LA «GRANDEZA», entendida como el deseo de gloria militar y de conquista y dominio sobre otros pueblos y personas, me parece un concepto tan profundamente estúpido, que me sorprende que siga vigente y todavía se utilice con aparente naturalidad en las conversaciones cotidianas y en el discurso de ciertos partidos políticos. Es alucinante que una frase como «Volver a ser grandes» no se considere, de forma unánime, un desatino extemporáneo merecedor del mayor de los desprecios.
Pero ya se sabe que la estupidez es la más peligrosa de las fuerzas, contra la que incluso los dioses luchan en vano. Cuántas muertes y miserias a cuenta de los sueños de grandeza, aderezados con una buena dosis de codicia, de sujetos como Alejandro, César, Napoleón o Hitler. He citado estos ejemplos históricos por mantener cierta distancia, pero la lista de sátrapas de todo pelo es verdaderamente interminable.
Alberto Savinio propuso fundar una asociación cuyos miembros, por razones higiénicas, se comprometían a no saber nada de Mussolini ni a pronunciar jamás su nombre.

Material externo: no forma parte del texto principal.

//! Project-wide release settings.

use serde::{Deserialize, Serialize};

/// Rule deriving an auxiliary download URL from an artifact locator
#[derive(Debug, Clone, PartialEq, Eq, Serialize, Deserialize, Default)]
#[serde(default, rename_all = "camelCase")]
pub struct DeriveAdditionalDownloadUrlsEntry {
    /// Key under which the derived URL is published
    pub key: String,

    /// Regular expression applied to the locator
    pub find_pattern: String,

    /// Replacement template, `$N` refers to capture group N
    pub replace_with: String,
}

/// Global configuration shared by every artifact of one release run
#[derive(Debug, Clone, PartialEq, Serialize, Deserialize, Default)]
#[serde(default, rename_all = "camelCase")]
pub struct GlobalConfiguration {
    #[serde(rename = "artifactURLs")]
    pub artifact_urls: Vec<String>,

    pub artifact_version: String,

    /// Pre-installed CLI binary; when empty the CLI is installed for the run
    pub cli_path: String,

    #[serde(rename = "deriveAdditionalDownloadURLs")]
    pub derive_additional_download_urls: Vec<DeriveAdditionalDownloadUrlsEntry>,

    pub downloaded_archives_path: String,

    pub gateway_certificate_path: String,

    #[serde(rename = "gatewayURL")]
    pub gateway_url: String,

    #[serde(skip_serializing)]
    pub github_token: String,

    pub helm_chart_directory: String,

    #[serde(rename = "helmChartURL")]
    pub helm_chart_url: String,

    pub mtar_file_path: String,

    #[serde(rename = "mtarUIPath")]
    pub mtar_ui_path: String,

    pub project_name: String,

    pub required_successful_stages: Vec<String>,

    pub stages_to_watch: Vec<String>,

    pub stage_watch_policy: String,

    pub themisto_instance_certificate_path: String,

    #[serde(rename = "themistoInstanceURL")]
    pub themisto_instance_url: String,

    /// Force certificate login even where OIDC federation is available
    pub use_cert_login: bool,

    pub watch_resource_of_interest: bool,

    pub vault_base_path: String,

    pub vault_pipeline_name: String,

    #[serde(rename = "pipelineID")]
    pub pipeline_id: String,

    pub cumulus_pipeline_run_key: String,
}

impl GlobalConfiguration {
    /// Look up a string-typed parameter by its metadata name.
    ///
    /// Returns `None` for names that are not string parameters of the
    /// global configuration.
    pub fn string_parameter(&self, name: &str) -> Option<&str> {
        let value = match name {
            "artifactVersion" => &self.artifact_version,
            "cliPath" => &self.cli_path,
            "downloadedArchivesPath" => &self.downloaded_archives_path,
            "gatewayCertificatePath" => &self.gateway_certificate_path,
            "gatewayURL" => &self.gateway_url,
            "githubToken" => &self.github_token,
            "helmChartDirectory" => &self.helm_chart_directory,
            "helmChartURL" => &self.helm_chart_url,
            "mtarFilePath" => &self.mtar_file_path,
            "mtarUIPath" => &self.mtar_ui_path,
            "projectName" => &self.project_name,
            "stageWatchPolicy" => &self.stage_watch_policy,
            "themistoInstanceCertificatePath" => &self.themisto_instance_certificate_path,
            "themistoInstanceURL" => &self.themisto_instance_url,
            "vaultBasePath" => &self.vault_base_path,
            "vaultPipelineName" => &self.vault_pipeline_name,
            "pipelineID" => &self.pipeline_id,
            "cumulusPipelineRunKey" => &self.cumulus_pipeline_run_key,
            _ => return None,
        };
        Some(value.as_str())
    }
}
//! Derivation of additional download URLs from an artifact locator.

use std::collections::BTreeMap;

use regex::Regex;
use tracing::{debug, warn};

use crate::config::DeriveAdditionalDownloadUrlsEntry;
use crate::error::ConfigError;

/// Apply every derivation rule to the locator
///
/// Each rule's `$N` capture references are expanded against the first match
/// before the template replaces every match of the pattern. Rules whose
/// pattern does not match are skipped. An invalid pattern fails the artifact.
pub fn derive_additional_download_urls(
    rules: &[DeriveAdditionalDownloadUrlsEntry],
    locator: &str,
) -> Result<BTreeMap<String, String>, ConfigError> {
    let mut derived = BTreeMap::new();

    for rule in rules {
        let regex = Regex::new(&rule.find_pattern).map_err(|source| ConfigError::InvalidRegex {
            field: "findPattern",
            pattern: rule.find_pattern.clone(),
            source,
        })?;
        let Some(captures) = regex.captures(locator) else {
            continue;
        };

        // Highest group first so `$1` never clobbers the prefix of `$10`
        let mut template = rule.replace_with.clone();
        for group in (1..captures.len()).rev() {
            let value = captures.get(group).map_or("", |m| m.as_str());
            template = template.replace(&format!("${}", group), value);
        }

        let url = regex.replace_all(locator, template.as_str()).into_owned();
        debug!("Derived {} download URL {}", rule.key, url);
        derived.insert(rule.key.clone(), url);
    }

    if derived.is_empty() && !rules.is_empty() {
        warn!(
            "None of the provided deriveAdditionalDownloadURLs entries matched the artifact URL '{}'. No additional download URLs will be added to the artifact.",
            locator
        );
    }
    Ok(derived)
}
#[cfg(test)]
mod tests {
    use super::*;
    use crate::config::{parse_step_options, StepMetadata};
    use crate::domain::descriptor::testing::FixedImage;
    use crate::domain::environment::testing::FakeEnvironment;
    use crate::domain::resolver::testing::FixedResourceName;
    use crate::domain::Orchestrator;
    use crate::error::ErrorCategory;
    use crate::services::extraction::testing::RecordingFileSystem;

    #[derive(Default)]
    struct FakeBackend {
        installs: usize,
        logins: Vec<CliTarget>,
        uploads: Vec<String>,
        fail_install: bool,
        fail_login: Option<fn() -> anyhow::Error>,
        fail_upload_of: Option<&'static str>,
    }

    impl CliSession for FakeBackend {
        fn install(&mut self, _github_token: &str) -> anyhow::Result<CliTarget> {
            self.installs += 1;
            if self.fail_install {
                anyhow::bail!("download failed");
            }
            Ok(CliTarget::new("/opt/dwc"))
        }

        fn login(&mut self, cli: &CliTarget, _login: &LoginDescriptor) -> anyhow::Result<()> {
            if let Some(failure) = self.fail_login {
                return Err(failure());
            }
            self.logins.push(cli.clone());
            Ok(())
        }
    }

    impl UploadController for FakeBackend {
        fn upload(&mut self, _cli: &CliTarget, descriptor: &ArtifactDescriptor) -> anyhow::Result<UploadResponse> {
            let resource = descriptor.resource_name().to_string();
            if self.fail_upload_of == Some(resource.as_str()) {
                anyhow::bail!("upload rejected");
            }
            self.uploads.push(resource.clone());
            Ok(UploadResponse {
                id: format!("id-{}", resource),
            })
        }
    }

    struct Fixture {
        metadata: StepMetadata,
        names: FixedResourceName,
        images: FixedImage,
        env: FakeEnvironment,
        files: RecordingFileSystem,
    }

    impl Fixture {
        fn new() -> Self {
            Self {
                metadata: StepMetadata::builtin().unwrap(),
                names: FixedResourceName(Some("github.example/team/shop/main")),
                images: FixedImage(Some(("registry.example/shop", "1.0"))),
                env: FakeEnvironment::default().on(Orchestrator::Jenkins),
                files: RecordingFileSystem::default(),
            }
        }

        fn service(&self, backend: FakeBackend) -> ReleaseService<'_, FakeBackend> {
            ReleaseService::new(
                Collaborators {
                    defaults: &self.metadata,
                    resource_names: &self.names,
                    images: &self.images,
                    environment: &self.env,
                    orchestrator: &self.env,
                    files: &self.files,
                },
                backend,
            )
        }

        fn options(&self, yaml: &str) -> StepOptions {
            let base = "projectName: shop\ngatewayCertificatePath: /certs/client.pem\n";
            parse_step_options(&format!("{}{}", base, yaml), &self.metadata).unwrap()
        }
    }

    const TWO_ARTIFACTS: &str = r#"
artifactURLs: ["repo/shop-1.0.jar"]
promotedDockerImage: registry.example/shop
artifacts:
  - resourceName: backend
    appName: backend
    artifactType: maven
    repository: repo
  - resourceName: image
    appName: image
    artifactType: docker
    promotedDockerImage: registry.example/shop
"#;

    #[test]
    fn test_single_implicit_artifact_release() {
        let fixture = Fixture::new();
        let options = fixture.options("appName: shop\nartifactType: docker\npromotedDockerImage: registry.example/shop\n");
        let mut service = fixture.service(FakeBackend::default());

        let output = service.execute(&options).unwrap();

        assert_eq!(output.uploaded_artifact_ids, vec!["id-github.example/team/shop/main"]);
        assert_eq!(output.uploaded_artifact_id.as_deref(), Some("id-github.example/team/shop/main"));
        let backend = service.into_backend();
        assert_eq!(backend.installs, 1);
        assert_eq!(backend.logins, vec![CliTarget::new("/opt/dwc")]);
    }

    #[test]
    fn test_artifacts_uploaded_in_order() {
        let fixture = Fixture::new();
        let mut service = fixture.service(FakeBackend::default());

        let output = service.execute(&fixture.options(TWO_ARTIFACTS)).unwrap();

        assert_eq!(output.uploaded_artifact_ids, vec!["id-backend", "id-image"]);
        assert_eq!(output.uploaded_artifact_id, None);
        assert_eq!(service.backend().uploads, vec!["backend", "image"]);
    }

    #[test]
    fn test_configured_cli_path_skips_install() {
        let fixture = Fixture::new();
        let mut service = fixture.service(FakeBackend::default());
        let options = fixture.options(&format!("cliPath: /usr/local/bin/dwc\n{}", TWO_ARTIFACTS));

        service.execute(&options).unwrap();

        let backend = service.into_backend();
        assert_eq!(backend.installs, 0);
        assert_eq!(backend.logins, vec![CliTarget::new("/usr/local/bin/dwc")]);
    }

    #[test]
    fn test_install_failure_is_infrastructure_error() {
        let fixture = Fixture::new();
        let mut service = fixture.service(FakeBackend {
            fail_install: true,
            ..Default::default()
        });

        let err = service.execute(&fixture.options(TWO_ARTIFACTS)).unwrap_err();
        assert!(matches!(err, ReleaseError::Install(_)));
        assert_eq!(err.category(), ErrorCategory::Infrastructure);
        assert!(service.backend().logins.is_empty());
    }

    #[test]
    fn test_login_failures_are_classified() {
        let fixture = Fixture::new();
        let mut service = fixture.service(FakeBackend {
            fail_login: Some(|| {
                anyhow::Error::from(ConfigError::LoginProperty {
                    property: "Project",
                    descriptor: "GatewayLoginDescriptor",
                })
            }),
            ..Default::default()
        });
        let err = service.execute(&fixture.options(TWO_ARTIFACTS)).unwrap_err();
        assert!(matches!(err, ReleaseError::Config(ConfigError::LoginProperty { .. })));
        assert_eq!(err.category(), ErrorCategory::Configuration);

        let mut service = fixture.service(FakeBackend {
            fail_login: Some(|| anyhow::anyhow!("connection refused")),
            ..Default::default()
        });
        let err = service.execute(&fixture.options(TWO_ARTIFACTS)).unwrap_err();
        assert!(matches!(err, ReleaseError::Login(_)));
        assert_eq!(err.category(), ErrorCategory::Infrastructure);
    }

    #[test]
    fn test_invalid_configuration_stops_before_login() {
        let fixture = Fixture::new();
        let mut service = fixture.service(FakeBackend::default());
        let options = fixture.options("artifacts:\n  - resourceName: a\n    uploadType: ui\n    artifactType: maven\n");

        let err = service.execute(&options).unwrap_err();
        assert!(matches!(err, ReleaseError::Config(ConfigError::ArtifactTypeNotAllowed { .. })));
        assert_eq!(service.backend().installs, 0);
    }

    #[test]
    fn test_upload_failure_stops_the_run() {
        let fixture = Fixture::new();
        let mut service = fixture.service(FakeBackend {
            fail_upload_of: Some("backend"),
            ..Default::default()
        });

        let err = service.execute(&fixture.options(TWO_ARTIFACTS)).unwrap_err();
        assert!(err.to_string().contains("backend"));
        assert!(service.backend().uploads.is_empty());
    }

    #[test]
    fn test_ui_from_mta_extracts_before_upload() {
        let fixture = Fixture::new();
        let options = fixture.options(
            r#"
artifactURLs: ["repo/shop.mtar"]
mtarFilePath: shop.mtar
mtarUIPath: webapp
artifacts:
  - resourceName: mta
    appName: shop
    artifactType: mta
    repository: repo
  - resourceName: ui
    uploadType: ui
    appName: shop-ui
    extractFromMTA: true
"#,
        );
        let mut service = fixture.service(FakeBackend::default());

        service.execute(&options).unwrap();

        assert_eq!(
            *fixture.files.calls.borrow(),
            vec![
                "unzip downloads/shop.mtar extracted_mtar",
                "unzip extracted_mtar/dwc-ui-appcontent/webapp/data.zip downloads",
                "glob downloads/shop-ui.zip",
                "unzip downloads/shop-ui.zip dist",
            ]
        );
        assert_eq!(service.backend().uploads, vec!["mta", "ui"]);
    }

    #[test]
    fn test_check_builds_descriptors_without_side_effects() {
        let fixture = Fixture::new();
        let service = fixture.service(FakeBackend::default());

        let check = service.check(&fixture.options(TWO_ARTIFACTS)).unwrap();

        assert!(matches!(check.login, LoginDescriptor::Gateway(_)));
        assert_eq!(check.artifacts.len(), 2);
        assert_eq!(check.artifacts[0].kind(), "java");
        assert!(fixture.files.calls.borrow().is_empty());
        assert_eq!(service.backend().installs, 0);
    }
}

Le parecía que, de esta forma, su subida «sería tan imposible como la de un globo en un espacio sin aire». Claro que no era tan ingenuo como para pensar que podía tener éxito; sabía que el anhelo de «grandeza» permanecía latente en el imaginario de la gente a la espera de ser convenientemente activado.
Como solución a mí solo se me ocurre la educación, pero cualquiera se atreve a proponerlo. Ya me estoy imaginando un «pin parental» sobre la grandeza.